## [Stored items]
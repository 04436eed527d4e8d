use chrono::{DateTime, NaiveDate, Utc};
use serde::{Deserialize, Serialize};
use uuid::Uuid;

/// A registered player.
///
/// The password digest never leaves the database layer, so it is not part of
/// this struct.
#[derive(Debug, Clone, Serialize, Deserialize)]
pub struct User {
    pub id: Uuid,
    pub username: String,
    pub email: String,
    pub avatar_url: Option<String>,
    pub theme: String,
    pub xp: u64,
    pub level: u32,
    pub current_streak: u32,
    pub longest_streak: u32,
    pub last_habit_completed_on: Option<NaiveDate>,
    pub created_at: DateTime<Utc>,
}

impl User {
    pub fn progress(&self) -> UserProgress {
        UserProgress {
            total_xp: self.xp,
            level: self.level,
            current_streak: self.current_streak,
            longest_streak: self.longest_streak,
            last_habit_completed_on: self.last_habit_completed_on,
        }
    }
}

/// The progression fields of a user, mutated only by the progression engine.
#[derive(Debug, Clone, Copy, Default, PartialEq, Eq, Serialize, Deserialize)]
pub struct UserProgress {
    pub total_xp: u64,
    pub level: u32,
    pub current_streak: u32,
    pub longest_streak: u32,
    /// Day of the most recent habit completion across all habits.
    pub last_habit_completed_on: Option<NaiveDate>,
}

impl UserProgress {
    /// Progress of a brand new user: no XP, level 1.
    pub fn new() -> Self {
        Self {
            level: 1,
            ..Self::default()
        }
    }
}

/// Input for registering a new user.
#[derive(Debug, Clone, Serialize, Deserialize)]
pub struct RegisterInput {
    pub username: String,
    pub email: String,
    pub password: String,
}

/// Login credentials. `username` may also be the account email.
#[derive(Debug, Clone, Serialize, Deserialize)]
pub struct LoginInput {
    pub username: String,
    pub password: String,
}

/// Issued bearer token.
#[derive(Debug, Clone, Serialize, Deserialize)]
pub struct AccessToken {
    pub access_token: String,
    pub token_type: String,
    pub expires_at: DateTime<Utc>,
}

/// Profile fields a user may change. All fields are optional for partial updates.
#[derive(Debug, Clone, Default, Serialize, Deserialize)]
pub struct UpdateProfileInput {
    pub avatar_url: Option<String>,
    pub theme: Option<String>,
}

## [Instructions to follow]
Scan the lines above for the word "UserProgress" and copy every one where it occurs.

## [Task solution]
    pub fn progress(&self) -> UserProgress {
        UserProgress {
pub struct UserProgress {
impl UserProgress {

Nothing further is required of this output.